The Americans have made clear that they see a freeze on settlement construction as a key instrument of policy designed to jump-start Israeli-Palestinian and regional peacemaking. In their White House meeting in mid-May, President Obama reportedly told Israeli Prime Minister Benjamin Netanyahu that he also needed Israel’s commitment to a freeze to secure international support for tougher policies against Iran if Washington’s diplomatic overtures to Tehran fail.
The Israeli side agrees with both these goals and apparently is prepared to make concessions on the settlement issue to achieve them.
What the Israelis fear, however, is a scenario in which they impose the settlement freeze but the Americans fail to deliver on promised regional peace moves.
The Israelis want to use the freeze as leverage for Arab moves toward normalizing ties with the Jewish state. Imposing a full settlement freeze is a strong card the Israeli administration is reluctant to play until it sees something tangible from the Arab side, such as Arab countries allowing Israeli civilian flights over their territories or opening up economic interest sections in Israel.
Despite strong personal efforts by Obama, the Americans thus far have been unable to obtain clear-cut Arab commitments.
As for the settlements, the issue seems largely to be a question of definition: Where along the continuum – from approving building plans to issuing tenders, signing contracts, starting new projects or finishing projects already started – must things stop to qualify as a freeze?
Israel wants to complete some 2,500 units already under construction. It also would like a freeze not to preclude building upward, to enable existing structures to add floors. And it wants the freeze to be for a limited time.
The Americans, however, are wary of the notion of a temporary freeze. They argue that to limit construction for only a short time could cost them their newly won credibility in the Arab world.
“It could make our call for a settlement freeze look like a gimmick rather than the serious instrument of policy it is meant to be,” a senior U.S. official told JTA.
The compromise that seems to be shaping up is that Israel will agree to an indefinite freeze on all building in return for strong American assurances on Iran and meaningful Arab gestures toward normalization with Israel.

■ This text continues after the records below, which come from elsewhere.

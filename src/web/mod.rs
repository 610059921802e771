//! HTTP surface for items.
//!
//! Handlers are thin: they validate drafts, call the store or the batch
//! processor, and map errors through [`WebError`].

pub mod app;
pub mod handlers;
pub mod state;

pub use app::build_router;
pub use state::AppState;

use crate::core::{ErrorMessage, ItemError};
use axum::Json;
use axum::http::StatusCode;
use axum::response::{IntoResponse, Response};
use serde::Serialize;

#[derive(Debug, Serialize)]
pub struct ErrorResponse {
    pub error: String,
    pub code: String,
}

#[derive(Debug)]
pub enum WebError {
    /// Field-level input violations, returned as an `ErrorMessage` body.
    Validation(ErrorMessage),
    NotFound(String),
    Storage(String),
    Internal(String),
}

impl From<ItemError> for WebError {
    fn from(err: ItemError) -> Self {
        match err {
            ItemError::NotFound(id) => Self::NotFound(format!("item {id} not found")),
            ItemError::Storage(message) => Self::Storage(message),
            other => Self::Internal(other.to_string()),
        }
    }
}

impl From<ErrorMessage> for WebError {
    fn from(errors: ErrorMessage) -> Self {
        Self::Validation(errors)
    }
}

impl IntoResponse for WebError {
    fn into_response(self) -> Response {
        let (status, message, code) = match self {
            WebError::Validation(errors) => {
                return (StatusCode::BAD_REQUEST, Json(errors)).into_response();
            }
            WebError::NotFound(msg) => (StatusCode::NOT_FOUND, msg, "not_found"),
            WebError::Storage(msg) => (StatusCode::INTERNAL_SERVER_ERROR, msg, "storage_error"),
            WebError::Internal(msg) => (StatusCode::INTERNAL_SERVER_ERROR, msg, "internal_error"),
        };

        let body = Json(ErrorResponse {
            error: message,
            code: code.to_string(),
        });

        (status, body).into_response()
    }
}

pub type Result<T> = std::result::Result<T, WebError>;
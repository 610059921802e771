// ============================================================================
// itemflow Library
// ============================================================================

pub mod batch;
pub mod config;
pub mod core;
pub mod storage;
pub mod web;

// Re-export main types for convenience
pub use crate::batch::{BatchProcessor, BatchReport, ProcessingHandle, UnitOutcome, WorkerPool};
pub use crate::config::{ProcessingConfig, ServerConfig};
pub use crate::core::{ErrorMessage, Item, ItemDraft, ItemError, Result, STATUS_PROCESSED};
pub use crate::storage::{InMemoryItemStore, ItemStore};
pub use crate::web::{AppState, WebError, build_router};

use std::sync::Arc;

/// Wires a store into a ready-to-serve router.
///
/// Creates the batch processor (and with it the worker pool) once; every
/// request shares it. Must be called inside a tokio runtime.
///
/// # Examples
///
/// ```
/// # use std::sync::Arc;
/// # use itemflow::{InMemoryItemStore, ProcessingConfig};
/// # tokio_test::block_on(async {
/// let store = Arc::new(InMemoryItemStore::new());
/// let router = itemflow::build_app(store, &ProcessingConfig::default()).unwrap();
/// # drop(router);
/// # });
/// ```
pub fn build_app(store: Arc<dyn ItemStore>, config: &ProcessingConfig) -> Result<axum::Router> {
    let processor = BatchProcessor::new(store, config)?;
    Ok(build_router(AppState::new(processor)))
}
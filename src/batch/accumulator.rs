use crate::core::Item;
use std::sync::{Mutex, MutexGuard, PoisonError};

/// Append-only collection shared by every unit of one batch.
///
/// Appends from concurrent units are serialized by the inner mutex; callers
/// never lock anything themselves. Order is append order.
#[derive(Debug, Default)]
pub struct ResultAccumulator {
    items: Mutex<Vec<Item>>,
}

impl ResultAccumulator {
    pub fn with_capacity(capacity: usize) -> Self {
        Self {
            items: Mutex::new(Vec::with_capacity(capacity)),
        }
    }

    pub fn push(&self, item: Item) {
        self.guard().push(item);
    }

    pub fn len(&self) -> usize {
        self.guard().len()
    }

    pub fn is_empty(&self) -> bool {
        self.guard().is_empty()
    }

    /// Moves the collected items out, leaving the accumulator empty.
    pub fn take(&self) -> Vec<Item> {
        std::mem::take(&mut *self.guard())
    }

    // A push cannot leave the vector half-written, so a poisoned lock still
    // guards consistent data.
    fn guard(&self) -> MutexGuard<'_, Vec<Item>> {
        self.items.lock().unwrap_or_else(PoisonError::into_inner)
    }
}
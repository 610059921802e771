use axum::{Router, http::Method, routing::get};
use tower_http::{
    cors::{Any, CorsLayer},
    trace::TraceLayer,
};

use super::handlers::{
    create_item, delete_item, get_item, list_items, process_items, update_item,
};
use super::state::AppState;

pub fn build_router(state: AppState) -> Router {
    Router::new()
        .route("/api/items", get(list_items).post(create_item))
        .route("/api/items/process", get(process_items))
        .route(
            "/api/items/:id",
            get(get_item).put(update_item).delete(delete_item),
        )
        .layer(
            CorsLayer::new()
                .allow_origin(Any)
                .allow_headers(Any)
                .allow_methods([
                    Method::GET,
                    Method::POST,
                    Method::PUT,
                    Method::DELETE,
                    Method::OPTIONS,
                ]),
        )
        .layer(TraceLayer::new_for_http())
        .with_state(state)
}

On Iran, one of the possibilities on the agenda is stronger economic sanctions, including a U.N.-sanctioned naval blockade. Israel’s agreement to a settlement freeze would help Obama build the strong international coalition he needs for such a strong measure against Iran.
In late May, after his meeting with Obama, Netanyahu indicated that something along those lines is in the works. Netanyahu told the Likud Party’s Knesset faction that Israel would have to uproot illegal West Bank outposts if it wanted America in its corner on Iran.
“If we don’t mobilize the U.S. and other nations of the world for this purpose” – stopping Iran’s nuclear drive – “no one will,” the prime minister declared.
The point man on the Israeli side in the negotiations with Washington on the settlement freeze has been Defense Minister Ehud Barak, who confirmed the wider regional considerations in a radio interview earlier this month.
“I think it’s clear that if an initiative gets under way for a comprehensive regional agreement that brings in other Arab countries,” Barak said, “the settlements don’t cease to be important, but they are put into the proper perspective.”
If and when Netanyahu does declare a settlement freeze, he will face strong right-wing domestic opposition, especially from the settler movement. That is partly why he and Barak need to be able to show the Israeli public that the concession was made in return for substantial regional gains.
In their campaign against a freeze of any kind, settler leaders maintain that Israel’s sovereign decision-making capacity is at stake.
“If in the face of mildly strong winds from Washington, Netanyahu comes out first in favor of a Palestinian state and then agrees to a building freeze, it won’t end there,” said Dani Dayan, chairman of the Yesha Council settler umbrella organization. “The pattern in which the big decisions are taken in Washington will continue until Jerusalem is divided.”
It’s not clear where the Israeli public stands.
A mid-June poll commissioned by the Ariel University Center in the Jewish West Bank settlement of Ariel asked whether or not respondents supported a “full freeze,” including in Jerusalem and the large settlement blocs. The result was 56 percent against and 37 percent for a freeze, but since most Israelis don’t regard eastern Jerusalem as a settlement, the figure supporting a construction freeze exclusively in the West Bank may be larger.
A poll taken a week earlier and published in the Yediot Achronot newspaper showed 70 percent in favor of evacuating illegal outposts and 56 percent in favor of accepting Obama’s demands on settlements, which were not defined.
The next move in the ongoing settlement saga is a top-level meeting this month in Jerusalem between Netanyahu and U.S. special Middle East envoy George Mitchell. They were scheduled to meet in Paris in late June, but the meeting was called off because of insufficient progress on the settlement issue.
If this meeting goes ahead, it may well be a sign that the two sides are near an agreement.